V1 Lodestar Design System

TIMELINE

2020-2022

Lodestar was the first major redesign of Smartsheet’s visual system since 2005, created in collaboration with a design agency to establish Smartsheet’s new visual direction. My work focused on translating the new visual language into a usable system for product teams. This included building refreshed component libraries, 500+ icons, illustrations, typography, and new color palettes. Lodestar was primarily a visual refresh of existing components, but it created the momentum and shared language needed for the system’s next phase — Ursa.

Lodestar also marked a major workflow shift for the UX org. My manager and I advocated for the transition from Sketch and Zeplin to Figma. I helped support the change by leading training sessions for 50+ designers and product managers, creating onboarding materials, and introducing designers to the new design system workflow. This work helped teams ramp up faster, adopt the new tool with more confidence, and establish a shared foundation for collaboration in Figma.

V2 Ursa Design System

TIMELINE

2022-2026

Ursa represented the next evolution of Smartsheet’s design system. It introduced a more refined visual language, while establishing a solid foundation optimized for scalability and long-term growth through the use of design tokens, reusable patterns, and comprehensive documentation. Our team re-built the design system from the ground up, delivering new components, icons, illustrations, color palette, type ramp, accessibility, spacing scales, and more.

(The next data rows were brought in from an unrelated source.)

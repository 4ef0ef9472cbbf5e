//! Root application component with routing and the auth provider.

use std::sync::Arc;

use leptos::prelude::*;
use leptos::tachys::view::any_view::IntoAny;
use leptos_meta::{Stylesheet, Title, provide_meta_context};
use leptos_router::{
    NavigateOptions, StaticSegment,
    components::{Redirect, Route, Router, Routes},
};

use crate::components::auth_provider::AuthProvider;
use crate::components::lazy_page::LazyPage;
use crate::components::route_guard::RouteGuard;
use crate::config::SupabaseConfig;
use crate::net::profile::ProfileStore;
use crate::net::session::SessionClient;
use crate::net::supabase::SupabaseClient;
use crate::pages::{self, PageRegistry, login::LoginPage};
use crate::routes::Page;
use crate::util::auth::ROOT_PATH;

/// Root application component.
///
/// Builds the Supabase client, provides the auth store, and mounts the
/// route table.
#[component]
pub fn App() -> impl IntoView {
    provide_meta_context();
    provide_context(PageRegistry::default());

    let config = SupabaseConfig::from_build_env().unwrap_or_else(|e| {
        leptos::logging::warn!("{e}; using local Supabase");
        SupabaseConfig::local()
    });
    let supabase = Arc::new(SupabaseClient::new(config));
    let client: Arc<dyn SessionClient> = supabase.clone();
    let profiles: Arc<dyn ProfileStore> = supabase;

    view! {
        <Stylesheet id="leptos" href="/pkg/crate-ops.css"/>
        <Title text="Crate Ops"/>

        <AuthProvider client=client profiles=profiles>
            <Router>
                <Routes fallback=|| {
                    let options = NavigateOptions { replace: true, ..NavigateOptions::default() };
                    view! { <Redirect path=ROOT_PATH options=options/> }
                }>
                    <Route path=StaticSegment("") view=LoginPage/>
                    <Route path=StaticSegment("field-worker") view=|| page_route(Page::FieldWorker)/>
                    <Route path=StaticSegment("admin") view=|| page_route(Page::AdminDashboard)/>
                    <Route
                        path=(StaticSegment("admin"), StaticSegment("users"))
                        view=|| page_route(Page::AdminUsers)
                    />
                    <Route
                        path=(StaticSegment("admin"), StaticSegment("crates"))
                        view=|| page_route(Page::AdminCrates)
                    />
                    <Route
                        path=(StaticSegment("admin"), StaticSegment("logs"))
                        view=|| page_route(Page::AdminLogs)
                    />
                    <Route
                        path=(StaticSegment("admin"), StaticSegment("settings"))
                        view=|| page_route(Page::AdminSettings)
                    />
                    <Route path=StaticSegment("dispatch") view=|| page_route(Page::Dispatch)/>
                </Routes>
            </Router>
        </AuthProvider>
    }
}

/// Wrap `page` according to its route-table entry: guarded pages go behind
/// `RouteGuard`, lazy ones additionally behind `LazyPage`.
fn page_route(page: Page) -> AnyView {
    let Some(allowed) = page.allowed_roles() else {
        return pages::page_view(page)();
    };
    view! {
        <RouteGuard allowed=allowed>
            {move || {
                if page.is_lazy() {
                    view! { <LazyPage page=page/> }.into_any()
                } else {
                    pages::page_view(page)()
                }
            }}
        </RouteGuard>
    }
    .into_any()
}
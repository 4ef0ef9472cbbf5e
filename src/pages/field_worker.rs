//! Landing page for field workers and production operators.

use leptos::prelude::*;

use crate::components::page_shell::PageShell;
use crate::routes::Page;

#[component]
pub fn FieldWorkerPage() -> impl IntoView {
    view! {
        <PageShell page=Page::FieldWorker>
            <p>"Scan or select a crate to record production and field activity."</p>
        </PageShell>
    }
}
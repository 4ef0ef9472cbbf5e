//! Landing page for dispatch coordinators.

use leptos::prelude::*;

use crate::components::page_shell::PageShell;
use crate::routes::Page;

#[component]
pub fn DispatchPage() -> impl IntoView {
    view! {
        <PageShell page=Page::Dispatch>
            <p>"Outbound crates awaiting dispatch appear here."</p>
        </PageShell>
    }
}
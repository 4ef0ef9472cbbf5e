//! Shared DTOs for the Supabase auth and profile boundary.
//!
//! DESIGN
//! ======
//! Field names mirror GoTrue / PostgREST payloads (snake_case) so serde
//! round-trips stay lossless; the domain `User` is derived from a
//! `ProfileRow`, never deserialized directly.

#[cfg(test)]
#[path = "types_test.rs"]
mod types_test;

use std::fmt;
use std::str::FromStr;

use serde::{Deserialize, Serialize};

/// Application role controlling which routes a user may reach.
#[derive(Clone, Copy, Debug, PartialEq, Eq, Hash, Serialize, Deserialize)]
#[serde(rename_all = "snake_case")]
pub enum Role {
    ProductionOperator,
    DispatchCoordinator,
    CsiFieldWorker,
    ThfcProductionOperator,
    ZohoAdmin,
}

impl Role {
    pub const ALL: [Role; 5] = [
        Role::ProductionOperator,
        Role::DispatchCoordinator,
        Role::CsiFieldWorker,
        Role::ThfcProductionOperator,
        Role::ZohoAdmin,
    ];

    /// Wire name as stored in the `users.role` column.
    #[must_use]
    pub fn as_str(self) -> &'static str {
        match self {
            Role::ProductionOperator => "production_operator",
            Role::DispatchCoordinator => "dispatch_coordinator",
            Role::CsiFieldWorker => "csi_field_worker",
            Role::ThfcProductionOperator => "thfc_production_operator",
            Role::ZohoAdmin => "zoho_admin",
        }
    }

    /// Human-readable label for selects and headers.
    #[must_use]
    pub fn label(self) -> &'static str {
        match self {
            Role::ProductionOperator => "Production Operator",
            Role::DispatchCoordinator => "Dispatch Coordinator",
            Role::CsiFieldWorker => "CSI Field Worker",
            Role::ThfcProductionOperator => "THFC Production Operator",
            Role::ZohoAdmin => "Zoho Admin",
        }
    }

    /// Landing route after a successful login.
    #[must_use]
    pub fn home_path(self) -> &'static str {
        match self {
            Role::ProductionOperator | Role::CsiFieldWorker | Role::ThfcProductionOperator => "/field-worker",
            Role::DispatchCoordinator => "/dispatch",
            Role::ZohoAdmin => "/admin",
        }
    }
}

impl fmt::Display for Role {
    fn fmt(&self, f: &mut fmt::Formatter<'_>) -> fmt::Result {
        f.write_str(self.as_str())
    }
}

#[derive(Debug, Clone, PartialEq, Eq, thiserror::Error)]
#[error("unknown role: {0}")]
pub struct UnknownRole(pub String);

impl FromStr for Role {
    type Err = UnknownRole;

    fn from_str(s: &str) -> Result<Self, Self::Err> {
        Role::ALL
            .into_iter()
            .find(|role| role.as_str() == s)
            .ok_or_else(|| UnknownRole(s.to_owned()))
    }
}

/// The authenticated account embedded in a GoTrue session.
#[derive(Clone, Debug, PartialEq, Serialize, Deserialize)]
pub struct SessionUser {
    /// Auth user identifier (UUID string); also the profile row key.
    pub id: String,
    /// Account email, absent for phone-only accounts.
    #[serde(default)]
    pub email: Option<String>,
}

/// Backend-issued session bundle.
#[derive(Clone, Debug, PartialEq, Serialize, Deserialize)]
pub struct Session {
    pub access_token: String,
    pub refresh_token: String,
    /// Expiry in seconds since the Unix epoch.
    #[serde(default)]
    pub expires_at: Option<i64>,
    pub user: SessionUser,
}

impl Session {
    /// Identifier used to look up the profile row.
    #[must_use]
    pub fn user_id(&self) -> &str {
        &self.user.id
    }

    /// True when the access token is past its expiry at `now_secs`.
    /// Sessions without an expiry never expire client-side.
    #[must_use]
    pub fn is_expired(&self, now_secs: i64) -> bool {
        self.expires_at.is_some_and(|exp| exp <= now_secs)
    }
}

/// A row of the `users` profile table.
#[derive(Clone, Debug, PartialEq, Serialize, Deserialize)]
pub struct ProfileRow {
    pub id: String,
    pub email: String,
    pub full_name: String,
    pub role: Role,
    #[serde(default)]
    pub created_at: Option<String>,
}

/// Application-level identity of the signed-in user.
#[derive(Clone, Debug, PartialEq, Serialize, Deserialize)]
pub struct User {
    pub id: String,
    pub email: String,
    pub full_name: String,
    pub role: Role,
}

impl From<ProfileRow> for User {
    fn from(row: ProfileRow) -> Self {
        Self { id: row.id, email: row.email, full_name: row.full_name, role: row.role }
    }
}

/// Profile metadata attached to a new account at sign-up; a backend trigger
/// materializes the `users` row from it.
#[derive(Clone, Debug, PartialEq, Eq, Serialize, Deserialize)]
pub struct SignUpMetadata {
    pub full_name: String,
    pub role: Role,
}
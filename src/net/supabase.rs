//! Supabase-backed session client and profile store.
//!
//! Browser (csr): real GoTrue / PostgREST calls via `gloo-net`, session
//! persisted in `localStorage`.
//! Elsewhere: network calls return [`AuthError::Unavailable`] and the session
//! lives only in memory.
//!
//! ERROR HANDLING
//! ==============
//! Non-2xx responses are decoded into the backend's own message so the login
//! form can show it verbatim; transport failures are kept distinct.

#![allow(clippy::unused_async)]

#[cfg(test)]
#[path = "supabase_test.rs"]
mod supabase_test;

use std::sync::{Mutex, PoisonError};

use percent_encoding::{AsciiSet, NON_ALPHANUMERIC, utf8_percent_encode};
use serde::Deserialize;

use super::profile::{ProfileError, ProfileStore, single_row};
use super::session::{AuthError, SessionClient, SessionEvent, SessionListeners, Subscription};
use super::types::{ProfileRow, Session, SignUpMetadata};
use crate::config::SupabaseConfig;

/// Client for one Supabase project.
pub struct SupabaseClient {
    config: SupabaseConfig,
    listeners: SessionListeners,
    current: Mutex<Option<Session>>,
}

impl SupabaseClient {
    #[must_use]
    pub fn new(config: SupabaseConfig) -> Self {
        Self { config, listeners: SessionListeners::new(), current: Mutex::new(None) }
    }

    #[must_use]
    pub fn config(&self) -> &SupabaseConfig {
        &self.config
    }

    /// Exchange the refresh token for a new session and notify listeners.
    ///
    /// # Errors
    ///
    /// Returns an [`AuthError`] if the refresh token is rejected.
    pub async fn refresh_session(&self, refresh_token: &str) -> Result<Session, AuthError> {
        let body = serde_json::json!({ "refresh_token": refresh_token });
        let text = self
            .post_checked(&self.config.auth_url("token?grant_type=refresh_token"), None, &body)
            .await?;
        let session = parse_session(&text)?;
        self.store_session(Some(&session));
        self.listeners.emit(SessionEvent::TokenRefreshed, Some(session.clone()));
        Ok(session)
    }

    /// Outcome of refreshing an expired stored session. Only a rejected
    /// refresh token discards the session; network and decode failures keep
    /// it stored for the next attempt.
    fn settle_refresh(&self, refreshed: Result<Session, AuthError>) -> Result<Option<Session>, AuthError> {
        match refreshed {
            Ok(fresh) => Ok(Some(fresh)),
            Err(AuthError::Rejected(reason)) => {
                leptos::logging::warn!("stored session expired and refresh was rejected: {reason}");
                self.store_session(None);
                Ok(None)
            }
            Err(e) => {
                leptos::logging::warn!("stored session expired and refresh failed: {e}");
                Err(e)
            }
        }
    }

    fn current_session(&self) -> Option<Session> {
        let current = self.current.lock().unwrap_or_else(PoisonError::into_inner).clone();
        current.or_else(|| self.load_stored())
    }

    fn store_session(&self, session: Option<&Session>) {
        *self.current.lock().unwrap_or_else(PoisonError::into_inner) = session.cloned();
        self.persist(session);
    }

    // =========================================================================
    // STORAGE
    // =========================================================================

    fn load_stored(&self) -> Option<Session> {
        #[cfg(feature = "csr")]
        {
            let raw = local_storage()?.get_item(&self.config.storage_key()).ok()??;
            serde_json::from_str(&raw).ok()
        }
        #[cfg(not(feature = "csr"))]
        {
            None
        }
    }

    fn persist(&self, session: Option<&Session>) {
        #[cfg(feature = "csr")]
        {
            let Some(storage) = local_storage() else {
                return;
            };
            let key = self.config.storage_key();
            match session.map(serde_json::to_string) {
                Some(Ok(raw)) => {
                    if let Err(e) = storage.set_item(&key, &raw) {
                        leptos::logging::warn!("session persist failed: {e:?}");
                    }
                }
                Some(Err(e)) => leptos::logging::warn!("session encode failed: {e}"),
                None => {
                    if let Err(e) = storage.remove_item(&key) {
                        leptos::logging::warn!("session removal failed: {e:?}");
                    }
                }
            }
        }
        #[cfg(not(feature = "csr"))]
        {
            let _ = session;
        }
    }

    // =========================================================================
    // HTTP
    // =========================================================================

    /// POST a JSON body and return `(status, body)` without judging the status.
    async fn post(
        &self,
        url: &str,
        bearer: Option<&str>,
        body: &serde_json::Value,
    ) -> Result<(u16, String), AuthError> {
        #[cfg(feature = "csr")]
        {
            let mut req = gloo_net::http::Request::post(url).header("apikey", &self.config.anon_key);
            if let Some(token) = bearer {
                req = req.header("Authorization", &format!("Bearer {token}"));
            }
            let resp = req
                .json(body)
                .map_err(|e| AuthError::Transport(e.to_string()))?
                .send()
                .await
                .map_err(|e| AuthError::Transport(e.to_string()))?;
            let status = resp.status();
            let text = resp.text().await.map_err(|e| AuthError::Transport(e.to_string()))?;
            Ok((status, text))
        }
        #[cfg(not(feature = "csr"))]
        {
            let _ = (url, bearer, body);
            Err(AuthError::Unavailable)
        }
    }

    async fn post_checked(
        &self,
        url: &str,
        bearer: Option<&str>,
        body: &serde_json::Value,
    ) -> Result<String, AuthError> {
        let (status, text) = self.post(url, bearer, body).await?;
        if is_success(status) {
            Ok(text)
        } else {
            Err(AuthError::Rejected(error_message(status, &text)))
        }
    }

    async fn get_rows(&self, url: &str) -> Result<Vec<ProfileRow>, ProfileError> {
        #[cfg(feature = "csr")]
        {
            let bearer = self
                .current_session()
                .map_or_else(|| self.config.anon_key.clone(), |s| s.access_token);
            let resp = gloo_net::http::Request::get(url)
                .header("apikey", &self.config.anon_key)
                .header("Authorization", &format!("Bearer {bearer}"))
                .send()
                .await
                .map_err(|e| ProfileError::Backend(e.to_string()))?;
            let status = resp.status();
            let text = resp.text().await.map_err(|e| ProfileError::Backend(e.to_string()))?;
            if !is_success(status) {
                return Err(ProfileError::Backend(error_message(status, &text)));
            }
            serde_json::from_str(&text).map_err(|e| ProfileError::Backend(e.to_string()))
        }
        #[cfg(not(feature = "csr"))]
        {
            let _ = url;
            Err(ProfileError::Backend(AuthError::Unavailable.to_string()))
        }
    }
}

#[async_trait::async_trait(?Send)]
impl SessionClient for SupabaseClient {
    async fn get_current_session(&self) -> Result<Option<Session>, AuthError> {
        let Some(session) = self.current_session() else {
            return Ok(None);
        };
        if !session.is_expired(now_secs()) {
            return Ok(Some(session));
        }
        let refreshed = self.refresh_session(&session.refresh_token).await;
        self.settle_refresh(refreshed)
    }

    fn on_session_change(&self) -> Subscription {
        self.listeners.subscribe()
    }

    async fn sign_in_with_password(&self, email: &str, password: &str) -> Result<(), AuthError> {
        let body = serde_json::json!({ "email": email, "password": password });
        let text = self
            .post_checked(&self.config.auth_url("token?grant_type=password"), None, &body)
            .await?;
        let session = parse_session(&text)?;
        self.store_session(Some(&session));
        self.listeners.emit(SessionEvent::SignedIn, Some(session));
        Ok(())
    }

    async fn sign_up(&self, email: &str, password: &str, metadata: &SignUpMetadata) -> Result<(), AuthError> {
        let body = sign_up_body(email, password, metadata);
        let text = self.post_checked(&self.config.auth_url("signup"), None, &body).await?;
        // With email confirmation enabled the response is a bare user and no
        // session exists until the address is confirmed.
        if let Some(session) = parse_sign_up(&text)? {
            self.store_session(Some(&session));
            self.listeners.emit(SessionEvent::SignedIn, Some(session));
        }
        Ok(())
    }

    async fn sign_out(&self) -> Result<(), AuthError> {
        if let Some(session) = self.current_session() {
            let (status, text) = self
                .post(&self.config.auth_url("logout"), Some(&session.access_token), &serde_json::json!({}))
                .await?;
            if !is_signed_out_status(status) {
                return Err(AuthError::Rejected(error_message(status, &text)));
            }
        }
        self.store_session(None);
        self.listeners.emit(SessionEvent::SignedOut, None);
        Ok(())
    }
}

#[async_trait::async_trait(?Send)]
impl ProfileStore for SupabaseClient {
    async fn find_profile_by_id(&self, id: &str) -> Result<ProfileRow, ProfileError> {
        let rows = self.get_rows(&self.config.rest_url(&profile_query(id))).await?;
        single_row(id, rows)
    }
}

// =============================================================================
// HELPERS
// =============================================================================

fn is_success(status: u16) -> bool {
    (200..300).contains(&status)
}

/// Sign-out succeeded, or the session was already gone server-side.
fn is_signed_out_status(status: u16) -> bool {
    is_success(status) || matches!(status, 401 | 403 | 404)
}

#[derive(Deserialize, Default)]
struct ErrorBody {
    error_description: Option<String>,
    msg: Option<String>,
    message: Option<String>,
    error: Option<String>,
}

/// Extract the user-facing message from a GoTrue / PostgREST error body.
fn error_message(status: u16, body: &str) -> String {
    let parsed: ErrorBody = serde_json::from_str(body).unwrap_or_default();
    parsed
        .error_description
        .or(parsed.msg)
        .or(parsed.message)
        .or(parsed.error)
        .filter(|m| !m.trim().is_empty())
        .unwrap_or_else(|| format!("request failed with status {status}"))
}

fn parse_session(body: &str) -> Result<Session, AuthError> {
    serde_json::from_str(body).map_err(|e| AuthError::Decode(e.to_string()))
}

/// Sign-up returns a session only when no confirmation step is pending.
fn parse_sign_up(body: &str) -> Result<Option<Session>, AuthError> {
    let value: serde_json::Value = serde_json::from_str(body).map_err(|e| AuthError::Decode(e.to_string()))?;
    if value.get("access_token").is_none() {
        return Ok(None);
    }
    serde_json::from_value(value)
        .map(Some)
        .map_err(|e| AuthError::Decode(e.to_string()))
}

fn sign_up_body(email: &str, password: &str, metadata: &SignUpMetadata) -> serde_json::Value {
    serde_json::json!({
        "email": email,
        "password": password,
        "data": {
            "full_name": metadata.full_name,
            "role": metadata.role,
        },
    })
}

/// Characters left as-is in a PostgREST filter value; everything else is
/// percent-encoded.
const FILTER_VALUE: &AsciiSet = &NON_ALPHANUMERIC.remove(b'-').remove(b'_').remove(b'.').remove(b'~');

fn profile_query(id: &str) -> String {
    format!("users?id=eq.{}&select=*", utf8_percent_encode(id, FILTER_VALUE))
}

#[cfg(feature = "csr")]
fn local_storage() -> Option<web_sys::Storage> {
    web_sys::window()?.local_storage().ok()?
}

#[allow(clippy::cast_possible_truncation, clippy::cast_possible_wrap)]
fn now_secs() -> i64 {
    #[cfg(feature = "csr")]
    {
        (js_sys::Date::now() / 1000.0) as i64
    }
    #[cfg(not(feature = "csr"))]
    {
        std::time::SystemTime::now()
            .duration_since(std::time::UNIX_EPOCH)
            .map_or(0, |d| d.as_secs() as i64)
    }
}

Tokens & System Architecture

A major part of Ursa was moving toward a token-based foundation. Our team defined colors, typography, spacing, border radius, and more with the use of tokens. Creating a standard set of tokens allowed us to provide consistency throughout the product without relying on hard-coded hex codes and pixel values.

We structured the system across primitive, semantic, and component-level tokens. This effort improved the way engineers made global changes with minimal effort and allowed us to enable color theming more efficiently, a result demonstrated through the docsite redesign I led with light and dark mode.

Governance & Adoption

I found the core challenges of systems work to be governance and adoption. Teams needed standards they could trust, but they also needed enough flexibility to solve their feature-specific problems without creating one-off patterns that could compound into bigger issues over time. When a team was under tight deadlines and couldn't find a component that fit their needs, building something custom was often the "easiest" path which lead to maintenance debt and inconsistent experiences.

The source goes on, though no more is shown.